⟨
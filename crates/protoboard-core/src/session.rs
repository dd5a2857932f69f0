//! Collaboration session: room membership and remote intent replay.
//!
//! The session is an explicit value threaded through the dispatcher and the
//! apply loop; there is no ambient "current room" global. While no room is
//! joined, nothing is ever queued for relay and local edits stay private.

use crate::intent::MutationIntent;
use crate::sync::{ClientMessage, ServerMessage};
use crate::tree::ProjectTree;
use serde::{Deserialize, Serialize};
use std::fmt;
use uuid::Uuid;

/// Identifier of a collaborative editing session shared by multiple clients.
#[derive(Debug, Clone, PartialEq, Eq, Hash, Serialize, Deserialize)]
#[serde(transparent)]
pub struct RoomCode(String);

impl RoomCode {
    pub fn new(code: impl Into<String>) -> Self {
        Self(code.into())
    }

    pub fn as_str(&self) -> &str {
        &self.0
    }
}

impl fmt::Display for RoomCode {
    fn fmt(&self, f: &mut fmt::Formatter<'_>) -> fmt::Result {
        f.write_str(&self.0)
    }
}

/// What happened while handling a server message.
#[derive(Debug, Clone)]
pub enum SessionEvent {
    /// The server confirmed a room join.
    JoinedRoom {
        room: RoomCode,
        peer_count: usize,
        /// Whether the join replaced the local tree with a room snapshot.
        synced: bool,
    },
    /// A peer joined the room.
    PeerJoined { peer_id: String },
    /// A peer left the room.
    PeerLeft { peer_id: String },
    /// A relayed intent was applied to the local tree.
    IntentApplied {
        from: String,
        intent: MutationIntent,
    },
    /// A relayed intent did not apply cleanly; the tree is unchanged.
    IntentRejected { from: String, reason: String },
    /// The local tree was replaced by a peer's snapshot.
    SnapshotApplied { from: String },
    /// Error reported by the server.
    Error { message: String },
}

/// Manages room membership and the outgoing relay queue.
///
/// Incoming intents are replayed through [`ProjectTree::apply`], the same
/// function local dispatch uses, and are never re-queued for relay, so a
/// relayed intent cannot loop back through the room.
pub struct CollabSession {
    /// This client's peer identifier.
    peer_id: String,
    /// Current room, set once the server confirms a join.
    room: Option<RoomCode>,
    /// Pending outgoing messages (JSON strings).
    outgoing: Vec<String>,
}

impl CollabSession {
    /// Create a session with a fresh peer id, outside any room.
    pub fn new() -> Self {
        Self {
            peer_id: Uuid::new_v4().to_string(),
            room: None,
            outgoing: Vec::new(),
        }
    }

    /// This client's peer identifier.
    pub fn peer_id(&self) -> &str {
        &self.peer_id
    }

    /// Get the current room, if joined.
    pub fn current_room(&self) -> Option<&RoomCode> {
        self.room.as_ref()
    }

    /// Check if a room is joined.
    pub fn is_in_room(&self) -> bool {
        self.room.is_some()
    }

    /// Request to join a room. Queues the join message; the room becomes
    /// current when the server confirms.
    pub fn join_room(&mut self, room: RoomCode) {
        self.queue(&ClientMessage::Join { room });
    }

    /// Leave the current room.
    pub fn leave_room(&mut self) {
        if self.room.take().is_some() {
            self.queue(&ClientMessage::Leave);
        }
    }

    /// Queue a locally originated intent for relay.
    ///
    /// Does nothing while no room is joined.
    pub fn queue_intent(&mut self, intent: &MutationIntent) {
        if self.room.is_some() {
            self.queue(&ClientMessage::Intent {
                payload: intent.clone(),
            });
        }
    }

    /// Queue a full-tree snapshot for the room (late-joiner state and
    /// drift reconciliation). Does nothing while no room is joined.
    pub fn queue_snapshot(&mut self, tree: &ProjectTree) {
        if self.room.is_some() {
            self.queue(&ClientMessage::Snapshot { tree: tree.clone() });
        }
    }

    /// Take pending outgoing messages (drains the queue).
    pub fn take_outgoing(&mut self) -> Vec<String> {
        std::mem::take(&mut self.outgoing)
    }

    /// Check if there are pending outgoing messages.
    pub fn has_outgoing(&self) -> bool {
        !self.outgoing.is_empty()
    }

    fn queue(&mut self, msg: &ClientMessage) {
        match serde_json::to_string(msg) {
            Ok(json) => self.outgoing.push(json),
            Err(e) => log::error!("failed to encode client message: {}", e),
        }
    }

    /// Handle an incoming server message, applying intents and snapshots
    /// to the given tree.
    pub fn handle_message(
        &mut self,
        msg: ServerMessage,
        tree: &mut ProjectTree,
    ) -> SessionEvent {
        match msg {
            ServerMessage::Joined {
                room,
                peer_count,
                snapshot,
            } => {
                self.room = Some(room.clone());
                let synced = match snapshot {
                    Some(remote) => {
                        *tree = remote;
                        true
                    }
                    None => false,
                };
                SessionEvent::JoinedRoom {
                    room,
                    peer_count,
                    synced,
                }
            }
            ServerMessage::PeerJoined { peer_id } => SessionEvent::PeerJoined { peer_id },
            ServerMessage::PeerLeft { peer_id } => SessionEvent::PeerLeft { peer_id },
            ServerMessage::Intent { from, payload } => match tree.apply(&payload) {
                Ok(()) => SessionEvent::IntentApplied {
                    from,
                    intent: payload,
                },
                Err(e) => {
                    log::warn!("dropping intent from {}: {}", from, e);
                    SessionEvent::IntentRejected {
                        from,
                        reason: e.to_string(),
                    }
                }
            },
            ServerMessage::Snapshot { from, tree: remote } => {
                *tree = remote;
                SessionEvent::SnapshotApplied { from }
            }
            ServerMessage::Error { message } => SessionEvent::Error { message },
        }
    }

    /// Parse and handle a raw JSON server message.
    pub fn handle_json(&mut self, json: &str, tree: &mut ProjectTree) -> Option<SessionEvent> {
        match serde_json::from_str::<ServerMessage>(json) {
            Ok(msg) => Some(self.handle_message(msg, tree)),
            Err(e) => {
                log::warn!("unparseable server message: {}", e);
                None
            }
        }
    }
}

impl Default for CollabSession {
    fn default() -> Self {
        Self::new()
    }
}
//! Action dispatcher: turns UI gestures into mutation intents.
//!
//! Each gesture produces exactly one fully-resolved intent. The intent is
//! applied to the local tree before it is queued for relay, so local
//! responsiveness never waits on the network.

use crate::catalog::ElementCatalog;
use crate::intent::MutationIntent;
use crate::session::CollabSession;
use crate::tree::{ComponentNode, NodeId, NodePatch, ProjectTree, TreeError};
use thiserror::Error;

/// A user gesture on the canvas or palette.
#[derive(Debug, Clone)]
pub enum Gesture {
    /// Drop a palette entry onto a node (`None` for the canvas root).
    DropNew {
        type_id: u32,
        parent: Option<NodeId>,
    },
    /// Drag an existing node to a new parent and sibling position.
    Move {
        node: NodeId,
        new_parent: Option<NodeId>,
        index: usize,
    },
    /// Edit a node's props/context.
    Edit { node: NodeId, patch: NodePatch },
    /// Confirmed deletion of every instance of a type.
    ConfirmDeleteType { type_id: u32 },
}

/// Dispatch errors.
#[derive(Debug, Error)]
pub enum DispatchError {
    #[error("unknown element type {0}")]
    UnknownType(u32),
    #[error("built-in element type {0} cannot be deleted")]
    BuiltinDelete(u32),
    #[error(transparent)]
    Tree(#[from] TreeError),
}

/// Builds intents from gestures and runs the local-first apply path.
pub struct ActionDispatcher {
    catalog: ElementCatalog,
}

impl ActionDispatcher {
    pub fn new(catalog: ElementCatalog) -> Self {
        Self { catalog }
    }

    pub fn catalog(&self) -> &ElementCatalog {
        &self.catalog
    }

    pub fn catalog_mut(&mut self) -> &mut ElementCatalog {
        &mut self.catalog
    }

    /// Handle a gesture: build one intent, apply it locally, then queue it
    /// for relay (a no-op while no room is joined).
    ///
    /// Returns the intent that was applied, e.g. for logging or undo
    /// bookkeeping in the caller.
    pub fn dispatch(
        &self,
        gesture: Gesture,
        tree: &mut ProjectTree,
        session: &mut CollabSession,
    ) -> Result<MutationIntent, DispatchError> {
        let intent = self.build_intent(gesture, tree)?;
        tree.apply(&intent)?;
        session.queue_intent(&intent);
        Ok(intent)
    }

    /// Construct a self-contained intent for a gesture, resolving catalog
    /// lookups, sibling ordinals, and inherited context up front.
    fn build_intent(
        &self,
        gesture: Gesture,
        tree: &ProjectTree,
    ) -> Result<MutationIntent, DispatchError> {
        match gesture {
            Gesture::DropNew { type_id, parent } => {
                if self.catalog.get(type_id).is_none() {
                    return Err(DispatchError::UnknownType(type_id));
                }
                let child_id = tree.children_of(parent).len() as u32 + 1;
                let mut node =
                    ComponentNode::new(type_id, ElementCatalog::kind_of(type_id), child_id);
                // Context flows down from the drop target.
                if let Some(parent_id) = parent {
                    if let Some(p) = tree.get(parent_id) {
                        node.context = p.context.clone();
                    }
                }
                Ok(MutationIntent::AddChild { parent, node })
            }
            Gesture::Move {
                node,
                new_parent,
                index,
            } => Ok(MutationIntent::MoveNode {
                node,
                new_parent,
                index,
            }),
            Gesture::Edit { node, patch } => Ok(MutationIntent::UpdateNode { node, patch }),
            Gesture::ConfirmDeleteType { type_id } => {
                if !ElementCatalog::is_custom(type_id) {
                    return Err(DispatchError::BuiltinDelete(type_id));
                }
                Ok(MutationIntent::DeleteType { type_id })
            }
        }
    }
}

impl Default for ActionDispatcher {
    fn default() -> Self {
        Self::new(ElementCatalog::builtin())
    }
}

#[cfg(test)]
mod tests {
    use super::*;
    use crate::session::RoomCode;
    use crate::sync::ServerMessage;
    use crate::tree::NodeKind;

    fn in_room() -> (CollabSession, ProjectTree) {
        let mut session = CollabSession::new();
        let mut tree = ProjectTree::new();
        session.handle_message(
            ServerMessage::Joined {
                room: RoomCode::new("attic-42"),
                peer_count: 1,
                snapshot: None,
            },
            &mut tree,
        );
        (session, tree)
    }

    #[test]
    fn test_drop_new_applies_locally() {
        let dispatcher = ActionDispatcher::default();
        let mut session = CollabSession::new();
        let mut tree = ProjectTree::new();

        let intent = dispatcher
            .dispatch(
                Gesture::DropNew {
                    type_id: 4,
                    parent: None,
                },
                &mut tree,
                &mut session,
            )
            .unwrap();

        assert_eq!(tree.len(), 1);
        match intent {
            MutationIntent::AddChild { node, .. } => {
                assert_eq!(node.type_id, 4);
                assert_eq!(node.kind, NodeKind::HtmlElement);
                assert_eq!(node.child_id, 1);
            }
            _ => panic!("wrong intent"),
        }
    }

    #[test]
    fn test_solo_edits_stay_private() {
        let dispatcher = ActionDispatcher::default();
        let mut session = CollabSession::new();
        let mut tree = ProjectTree::new();

        dispatcher
            .dispatch(
                Gesture::DropNew {
                    type_id: 1,
                    parent: None,
                },
                &mut tree,
                &mut session,
            )
            .unwrap();

        // Local tree updated, nothing relayed.
        assert_eq!(tree.len(), 1);
        assert!(session.take_outgoing().is_empty());
    }

    #[test]
    fn test_room_edits_are_relayed() {
        let dispatcher = ActionDispatcher::default();
        let (mut session, mut tree) = in_room();

        dispatcher
            .dispatch(
                Gesture::DropNew {
                    type_id: 1,
                    parent: None,
                },
                &mut tree,
                &mut session,
            )
            .unwrap();

        let outgoing = session.take_outgoing();
        assert_eq!(outgoing.len(), 1);
        assert!(outgoing[0].contains("add_child"));
    }

    #[test]
    fn test_context_inherited_from_parent() {
        let dispatcher = ActionDispatcher::default();
        let mut session = CollabSession::new();
        let mut tree = ProjectTree::new();

        let intent = dispatcher
            .dispatch(
                Gesture::DropNew {
                    type_id: 3,
                    parent: None,
                },
                &mut tree,
                &mut session,
            )
            .unwrap();
        let parent_id = match intent {
            MutationIntent::AddChild { node, .. } => node.id,
            _ => panic!("wrong intent"),
        };
        tree.update(parent_id, &{
            let mut patch = NodePatch::default();
            patch
                .context
                .insert("theme".to_string(), Some("dark".to_string()));
            patch
        })
        .unwrap();

        let intent = dispatcher
            .dispatch(
                Gesture::DropNew {
                    type_id: 4,
                    parent: Some(parent_id),
                },
                &mut tree,
                &mut session,
            )
            .unwrap();
        match intent {
            MutationIntent::AddChild { node, .. } => {
                assert_eq!(node.context.get("theme"), Some(&"dark".to_string()));
            }
            _ => panic!("wrong intent"),
        }
    }

    #[test]
    fn test_unknown_type_rejected() {
        let dispatcher = ActionDispatcher::default();
        let mut session = CollabSession::new();
        let mut tree = ProjectTree::new();

        let err = dispatcher
            .dispatch(
                Gesture::DropNew {
                    type_id: 9999,
                    parent: None,
                },
                &mut tree,
                &mut session,
            )
            .unwrap_err();
        assert!(matches!(err, DispatchError::UnknownType(9999)));
        assert!(tree.is_empty());
    }

    #[test]
    fn test_builtin_delete_rejected() {
        let dispatcher = ActionDispatcher::default();
        let (mut session, mut tree) = in_room();
        session.take_outgoing();

        let err = dispatcher
            .dispatch(
                Gesture::ConfirmDeleteType { type_id: 4 },
                &mut tree,
                &mut session,
            )
            .unwrap_err();
        assert!(matches!(err, DispatchError::BuiltinDelete(4)));
        // Nothing applied, nothing relayed.
        assert!(!session.has_outgoing());
    }

    #[test]
    fn test_custom_delete_dispatches() {
        let mut catalog = ElementCatalog::builtin();
        let custom = catalog.register_custom("Card");
        let dispatcher = ActionDispatcher::new(catalog);
        let (mut session, mut tree) = in_room();
        session.take_outgoing();

        dispatcher
            .dispatch(
                Gesture::DropNew {
                    type_id: custom,
                    parent: None,
                },
                &mut tree,
                &mut session,
            )
            .unwrap();
        dispatcher
            .dispatch(
                Gesture::ConfirmDeleteType { type_id: custom },
                &mut tree,
                &mut session,
            )
            .unwrap();

        assert!(tree.is_empty());
        assert_eq!(session.take_outgoing().len(), 2);
    }

    #[test]
    fn test_failed_apply_is_not_relayed() {
        let dispatcher = ActionDispatcher::default();
        let (mut session, mut tree) = in_room();
        session.take_outgoing();

        let err = dispatcher
            .dispatch(
                Gesture::Edit {
                    node: uuid::Uuid::new_v4(),
                    patch: NodePatch::set_prop("class", "hero"),
                },
                &mut tree,
                &mut session,
            )
            .unwrap_err();
        assert!(matches!(err, DispatchError::Tree(TreeError::NodeNotFound(_))));
        assert!(!session.has_outgoing());
    }
}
⟩
Gather each line in these records that contains the string "derive".

#[derive(Debug, Clone, PartialEq, Eq, Hash, Serialize, Deserialize)]
#[derive(Debug, Clone)]
#[derive(Debug, Clone)]
#[derive(Debug, Error)]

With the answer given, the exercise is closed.